I was wrong to feel embarrassed about needing her help when so many of my friends didn’t. And my parents, who I like to think that I am better than in every way, also didn’t. But I was looking at it the wrong way. Even the greats need coaches (for details, see: Sports).
For we were not fools. Nobody said it would be easy. We had our eyes wide open. Or as wide open as they could be on three broken hours of sleep. What the experts didn’t prepare us for, was the voices over our shoulders - chiming in with helpful comments like “In our time, we didn’t do sleep training. We just let you fall asleep when you slept and you woke up when you did. You also heated up your own milk and fed yourself. And you gave yourself your own vaccinations. Come to think of it, you gestated yourself in your own amniotic sac that was plugged into an autonomous power source.”

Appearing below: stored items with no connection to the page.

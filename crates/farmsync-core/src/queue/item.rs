use chrono::{DateTime, Utc};
use serde::{Deserialize, Serialize};

#[derive(Debug, Clone, Copy, PartialEq, Eq, Hash, Serialize, Deserialize)]
#[cfg_attr(feature = "ts", derive(ts_rs::TS), ts(export))]
#[serde(rename_all = "lowercase")]
pub enum EntityType {
    Task,
    Vaccination,
    Checkup,
}

impl EntityType {
    pub fn as_str(&self) -> &'static str {
        match self {
            EntityType::Task => "task",
            EntityType::Vaccination => "vaccination",
            EntityType::Checkup => "checkup",
        }
    }
}

impl std::fmt::Display for EntityType {
    fn fmt(&self, f: &mut std::fmt::Formatter<'_>) -> std::fmt::Result {
        f.write_str(self.as_str())
    }
}

#[derive(Debug, Clone, Copy, PartialEq, Eq, Serialize, Deserialize)]
#[cfg_attr(feature = "ts", derive(ts_rs::TS), ts(export))]
#[serde(rename_all = "lowercase")]
pub enum SyncAction {
    Create,
    Update,
    Delete,
}

impl std::fmt::Display for SyncAction {
    fn fmt(&self, f: &mut std::fmt::Formatter<'_>) -> std::fmt::Result {
        match self {
            SyncAction::Create => write!(f, "create"),
            SyncAction::Update => write!(f, "update"),
            SyncAction::Delete => write!(f, "delete"),
        }
    }
}

#[derive(Debug, Clone, Copy, PartialEq, Eq, Serialize, Deserialize)]
#[cfg_attr(feature = "ts", derive(ts_rs::TS), ts(export))]
#[serde(rename_all = "UPPERCASE")]
pub enum HttpMethod {
    Post,
    Put,
    Patch,
    Delete,
}

impl HttpMethod {
    pub fn as_reqwest(&self) -> reqwest::Method {
        match self {
            HttpMethod::Post => reqwest::Method::POST,
            HttpMethod::Put => reqwest::Method::PUT,
            HttpMethod::Patch => reqwest::Method::PATCH,
            HttpMethod::Delete => reqwest::Method::DELETE,
        }
    }
}

impl std::fmt::Display for HttpMethod {
    fn fmt(&self, f: &mut std::fmt::Formatter<'_>) -> std::fmt::Result {
        f.write_str(self.as_reqwest().as_str())
    }
}

/// One pending mutation, persisted until the server confirms it or its
/// retries run out.
#[derive(Debug, Clone, PartialEq, Serialize, Deserialize)]
#[cfg_attr(feature = "ts", derive(ts_rs::TS), ts(export))]
#[serde(rename_all = "camelCase")]
pub struct SyncQueueItem {
    pub id: String,
    pub entity_type: EntityType,
    pub action: SyncAction,
    pub endpoint: String,
    pub method: HttpMethod,
    #[serde(default)]
    pub payload: Option<serde_json::Value>,
    pub enqueued_at: DateTime<Utc>,
    #[serde(default)]
    pub retry_count: u32,
}

impl SyncQueueItem {
    /// Short label for log lines, e.g. `create task POST /tasks`.
    pub fn describe(&self) -> String {
        format!(
            "{} {} {} {}",
            self.action, self.entity_type, self.method, self.endpoint
        )
    }
}
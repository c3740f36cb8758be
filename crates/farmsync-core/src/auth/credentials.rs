use anyhow::{Context, Result};
use keyring::Entry;
use tracing::debug;

const SERVICE_NAME: &str = "farmsync";

/// Bearer tokens in the OS keychain, one entry per username.
pub struct CredentialStore;

impl CredentialStore {
    pub fn store_token(username: &str, token: &str) -> Result<()> {
        let entry = Entry::new(SERVICE_NAME, username)
            .context("Failed to create keyring entry")?;
        entry
            .set_password(token)
            .context("Failed to store token in keychain")?;
        Ok(())
    }

    pub fn get_token(username: &str) -> Result<String> {
        let entry = Entry::new(SERVICE_NAME, username)
            .context("Failed to create keyring entry")?;
        entry
            .get_password()
            .context("Failed to retrieve token from keychain")
    }

    /// Delete the stored token. A missing entry is not an error.
    pub fn delete(username: &str) -> Result<()> {
        let entry = Entry::new(SERVICE_NAME, username)
            .context("Failed to create keyring entry")?;
        match entry.delete_credential() {
            Ok(()) | Err(keyring::Error::NoEntry) => Ok(()),
            Err(e) => Err(e).context("Failed to delete token from keychain"),
        }
    }
}

/// Supplies the current bearer token, if any.
pub trait TokenProvider: Send + Sync {
    fn token(&self) -> Option<String>;

    /// Forget the token (logout). Default: nothing to forget.
    fn forget(&self) {}
}

/// Reads the token for `username` from the keychain on every call, so a
/// token stored mid-session is picked up by the next drain.
pub struct KeyringToken {
    username: String,
}

impl KeyringToken {
    pub fn new(username: impl Into<String>) -> Self {
        Self {
            username: username.into(),
        }
    }
}

impl TokenProvider for KeyringToken {
    fn token(&self) -> Option<String> {
        match CredentialStore::get_token(&self.username) {
            Ok(token) => Some(token),
            Err(e) => {
                debug!(username = %self.username, error = %e, "No stored token");
                None
            }
        }
    }

    fn forget(&self) {
        if let Err(e) = CredentialStore::delete(&self.username) {
            debug!(username = %self.username, error = %e, "Failed to delete stored token");
        }
    }
}

/// A token held in memory (environment override, tests).
pub struct StaticToken {
    token: std::sync::RwLock<Option<String>>,
}

impl StaticToken {
    pub fn new(token: impl Into<String>) -> Self {
        Self {
            token: std::sync::RwLock::new(Some(token.into())),
        }
    }

    pub fn none() -> Self {
        Self {
            token: std::sync::RwLock::new(None),
        }
    }
}

impl TokenProvider for StaticToken {
    fn token(&self) -> Option<String> {
        self.token
            .read()
            .unwrap_or_else(|p| p.into_inner())
            .clone()
    }

    fn forget(&self) {
        *self.token.write().unwrap_or_else(|p| p.into_inner()) = None;
    }
}

#[cfg(test)]
mod tests {
    use super::*;

    #[test]
    fn test_static_token_forget() {
        let tokens = StaticToken::new("abc");
        assert_eq!(tokens.token().as_deref(), Some("abc"));
        tokens.forget();
        assert!(tokens.token().is_none());
        assert!(StaticToken::none().token().is_none());
    }
}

Or, it can be your peers, seemingly able to handle these hurdles in their sleep (pun intended). That “Well, I don’t know what you’re talking about, our perfect child sleeps from 7-to7” energy, when you are personally struggling is frankly, disrespectful. They should at least have had the decency to fake it.
Those voices from their varied sources are hard to handle. Because they speak of a promised land with no pain. Is that a real world? Or is it one sanded into shape over decades of slow drip amnesia? Or maybe one fashioned through the lens of social media and its culture of appearances at all costs? Ultimately, the question I was trying to answer was whether I was suffering for no reason.
I spent a lot of time wondering if everyone besides me was having an easy and great time. But it is the insidiousness of early parenthood, that so much of that very public joyful event, is so privately exhausting. But I am here from my past (in essay form) to assure you that like me and the baby all those years ago, we are all crying together, apart.
So, after all that drama with the sleep and those early days, did I get back to myself? The answer is yes, but no. Slowly, over the years I made my way back to a semblance of normal. With my feet on more solid ground, I looked for the old familiar self I’d left behind, only to realize she was no longer there. Like an old childhood house that you visit out of nostalgia, only to see that it’s been pulled down and an apartment complex built in its place.
I couldn't return to the old me even if I’d wanted to. I’d changed too much. I don’t want many of the things that old me wanted. And there are some new additions to my life that I’ve grown to accept. For example, I now have a home Advil and a purse Advil. And I love them both equally.
Sleep training babies may not be in the picture anymore, but I have new battles now. And out here in the thick of it, I’m not always sure what they are. As a result, I spend a lot of time playing this game I call “Is this a result of my [insert lifestyle choice] or is this perimenopause?” There is still insomnia and some unnecessary grumpiness, although this time I’m the perpetrator (for details, see: Perimenopause).Yet again, due to reasons beyond my control, I’m on the lookout for some external validation that I’m not alone.
In these times, I think back fondly to the days of sleep training (minus that one time I was crying in the driveway.) In the pit, it can be easy to think that nobody else is experiencing what you have and that you should be able to muscle through. But the days of sleep training showed me that it’s okay to seek help sometimes, even if it is for something that you cannot believe you cannot solve.
It is humbling to ask for help. But also liberating. Set yourself free and let a stranger charge you an obscene amount to tell you that it’s ok to do what you were already doing. For some of us, that's the only way.
Don't worry, you can trade it all in for an entirely different set of problems when they are teenagers.